Partendo dal libro-reportage pubblicato da Beth Macy nel 2018, Dopesick: Dealers, Doctors and the Drug Company That Addicted America, Danny Strong – che è una specie di one-man-band: attore, sceneggiatore, regista e produttore – ha creato una narrazione che mette in luce manovre spregiudicate e di stampo puramente ipercapitalistico. I soldi prima di tutto, in poche parole, un tema che a livello narrativo tira molto, da sempre.
Ma il Fentanyl ispira da anni da registi e showrunner, film e serie anche per giovanissimi come Euphoria. L’attore Angus Cloud, protagonista della serie in questione, è scomparso lo scorso 31 luglio per un mix di cocaina, metanfetamine, benzodiazepine e Fentanyl. Indimenticabile anche la scena in cui Rue (Zendaya), nel secondo episodio del 2019, assume l’oppioide e cade in un inquietante stato di incoscienza.
Ma non solo serie, anche libri di inchiesta, come L’impero del dolore, di Patrick Radden Keefe, che ha ispirato Painkiller, tradotto da Mondadori.

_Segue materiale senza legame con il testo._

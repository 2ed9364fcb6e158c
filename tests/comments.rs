//! Comment thread tests.

mod common;

use axum::http::StatusCode;
use common::{app, run};
use serde_json::json;
use uuid::Uuid;

#[test]
fn add_comment_returns_created_comment() {
    run(async {
        let app = app().await;
        let user = app.create_user("comment_add").await;
        let post = app.create_post(&user, "commented").await;

        let resp = app
            .post_json(
                &format!("/posts/{}/comment/add", post),
                json!({ "content": "first!" }),
                Some(&user.access_token),
            )
            .await;

        assert_eq!(resp.status, StatusCode::CREATED);
        let body = resp.json();
        assert!(body["id"].is_i64());
        assert_eq!(body["author"], user.username.as_str());
        assert_eq!(body["author_uuid"], user.uuid.to_string().as_str());
        assert_eq!(body["content"], "first!");
        assert!(body["parent_id"].is_null());
    })
}

#[test]
fn legacy_comment_field_is_accepted() {
    run(async {
        let app = app().await;
        let user = app.create_user("comment_legacy").await;
        let post = app.create_post(&user, "legacy").await;

        let resp = app
            .post_json(
                &format!("/posts/{}/comment/add", post),
                json!({ "comment": "old form field" }),
                Some(&user.access_token),
            )
            .await;
        assert_eq!(resp.status, StatusCode::CREATED);
        assert_eq!(resp.json()["content"], "old form field");
    })
}

#[test]
fn comment_content_is_validated() {
    run(async {
        let app = app().await;
        let user = app.create_user("comment_invalid").await;
        let post = app.create_post(&user, "invalid").await;
        let path = format!("/posts/{}/comment/add", post);

        let resp = app.post_json(&path, json!({ "content": "   " }), Some(&user.access_token)).await;
        assert_eq!(resp.status, StatusCode::BAD_REQUEST);
        assert_eq!(resp.error_message(), "comment content is required");

        let resp = app
            .post_json(&path, json!({ "content": "x".repeat(301) }), Some(&user.access_token))
            .await;
        assert_eq!(resp.status, StatusCode::BAD_REQUEST);
        assert_eq!(resp.error_message(), "comment content must be at most 300 characters");

        let resp = app
            .post_json(&path, json!({ "content": "x".repeat(300) }), Some(&user.access_token))
            .await;
        assert_eq!(resp.status, StatusCode::CREATED);
    })
}

#[test]
fn parent_on_another_post_is_rejected() {
    run(async {
        let app = app().await;
        let user = app.create_user("comment_cross").await;
        let first = app.create_post(&user, "first").await;
        let second = app.create_post(&user, "second").await;

        let parent = app
            .post_json(
                &format!("/posts/{}/comment/add", first),
                json!({ "content": "on first" }),
                Some(&user.access_token),
            )
            .await
            .json();

        let resp = app
            .post_json(
                &format!("/posts/{}/comment/add", second),
                json!({ "content": "reply", "parent_id": parent["id"] }),
                Some(&user.access_token),
            )
            .await;
        assert_eq!(resp.status, StatusCode::BAD_REQUEST);
        assert_eq!(resp.error_message(), "parent comment does not belong to this post");

        let resp = app
            .post_json(
                &format!("/posts/{}/comment/add", second),
                json!({ "content": "reply", "parent_id": 999999999 }),
                Some(&user.access_token),
            )
            .await;
        assert_eq!(resp.status, StatusCode::BAD_REQUEST);
    })
}

#[test]
fn thread_nests_one_level_of_replies() {
    run(async {
        let app = app().await;
        let author = app.create_user("thread_author").await;
        let viewer = app.create_user("thread_viewer").await;
        let post = app.create_post(&author, "thread").await;
        let add = format!("/posts/{}/comment/add", post);

        let root = app
            .post_json(&add, json!({ "content": "root" }), Some(&author.access_token))
            .await
            .json();
        let reply = app
            .post_json(
                &add,
                json!({ "content": "reply", "parent_id": root["id"] }),
                Some(&viewer.access_token),
            )
            .await
            .json();
        app.post_json(
            &add,
            json!({ "content": "reply to reply", "parent_id": reply["id"] }),
            Some(&author.access_token),
        )
        .await;
        app.post_json(&add, json!({ "content": "second root" }), Some(&viewer.access_token))
            .await;

        app.post_empty(
            &format!("/comments/{}/like", root["id"].as_i64().unwrap()),
            Some(&viewer.access_token),
        )
        .await;

        let resp = app
            .get(&format!("/posts/{}/comment/get", post), Some(&viewer.access_token))
            .await;
        assert_eq!(resp.status, StatusCode::OK);
        let comments = resp.json()["comments"].as_array().unwrap().clone();

        assert_eq!(comments.len(), 2);
        assert_eq!(comments[0]["content"], "root");
        assert_eq!(comments[0]["likes"], 1);
        assert_eq!(comments[0]["liked"], true);
        assert_eq!(comments[1]["content"], "second root");

        let replies = comments[0]["replies"].as_array().unwrap();
        assert_eq!(replies.len(), 1);
        assert_eq!(replies[0]["content"], "reply");
        assert_eq!(replies[0]["parent_id"], root["id"]);
        assert!(replies[0].get("replies").is_none());

        // Anonymous viewers never see liked = true.
        let anon = app.get(&format!("/posts/{}/comment/get", post), None).await.json();
        assert_eq!(anon["comments"][0]["likes"], 1);
        assert_eq!(anon["comments"][0]["liked"], false);
    })
}

#[test]
fn comments_on_unknown_post_are_not_found() {
    run(async {
        let app = app().await;
        let user = app.create_user("comment_missing").await;

        let resp = app.get(&format!("/posts/{}/comment/get", Uuid::new_v4()), None).await;
        assert_eq!(resp.status, StatusCode::NOT_FOUND);

        let resp = app
            .post_json(
                &format!("/posts/{}/comment/add", Uuid::new_v4()),
                json!({ "content": "hello" }),
                Some(&user.access_token),
            )
            .await;
        assert_eq!(resp.status, StatusCode::NOT_FOUND);
    })
}

#[test]
fn comment_module_like_is_not_implemented() {
    run(async {
        let app = app().await;
        let user = app.create_user("comment_stub").await;
        let post = app.create_post(&user, "stub").await;

        let resp = app
            .post_empty(&format!("/posts/{}/comment/like", post), Some(&user.access_token))
            .await;
        assert_eq!(resp.status, StatusCode::NOT_IMPLEMENTED);
    })
}

#[test]
fn malformed_parent_id_is_a_bad_request() {
    run(async {
        let app = app().await;
        let user = app.create_user("comment_bad_parent").await;
        let post = app.create_post(&user, "bad parent").await;

        let resp = app
            .post_json(
                &format!("/posts/{}/comment/add", post),
                json!({ "content": "reply", "parent_id": "abc" }),
                Some(&user.access_token),
            )
            .await;
        assert_eq!(resp.status, StatusCode::BAD_REQUEST);
        assert!(resp.error_message().contains("parent_id"), "{}", resp.error_message());
    })
}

E ancora film, come Pain Hustlers, su Netflix da ottobre 2023, sul business dei farmaci contro il dolore. Il dramma diretto da David Yates è basato su un libro di Evan Huges. Emily Blunt e Chris Evans qui interpretano due giovani rappresentanti farmaceutici arricchitisi grazie a un cinico e discutibile metodo di mercato alla ricerca del puro successo economico, che ha dato via alla libera circolazione degli oppioidi e alla conseguente crisi di consumo da parte degli americani.
Non mancano documentari HBO come The Crime of the Century, 2021, di Alex Gibney, che hanno raccontato la lunga battaglia della DEA (Drug Enforcement Administration), di associazioni di parenti delle vittime, di Procuratori di vari Stati USA e del Dipartimento di Giustizia federale per stroncare questa strage legalizzata.
Dunque, il tema di certo esiste, il problema anche. Ma negli ultimi anni ha preso corpo anche uno storytelling che racconta il Fentanyl come una sostanza dal potente carisma narrativo, in grado di arricchire non più solo le case farmaceutiche, ma anche quelle editoriali, cinematografiche e televisive.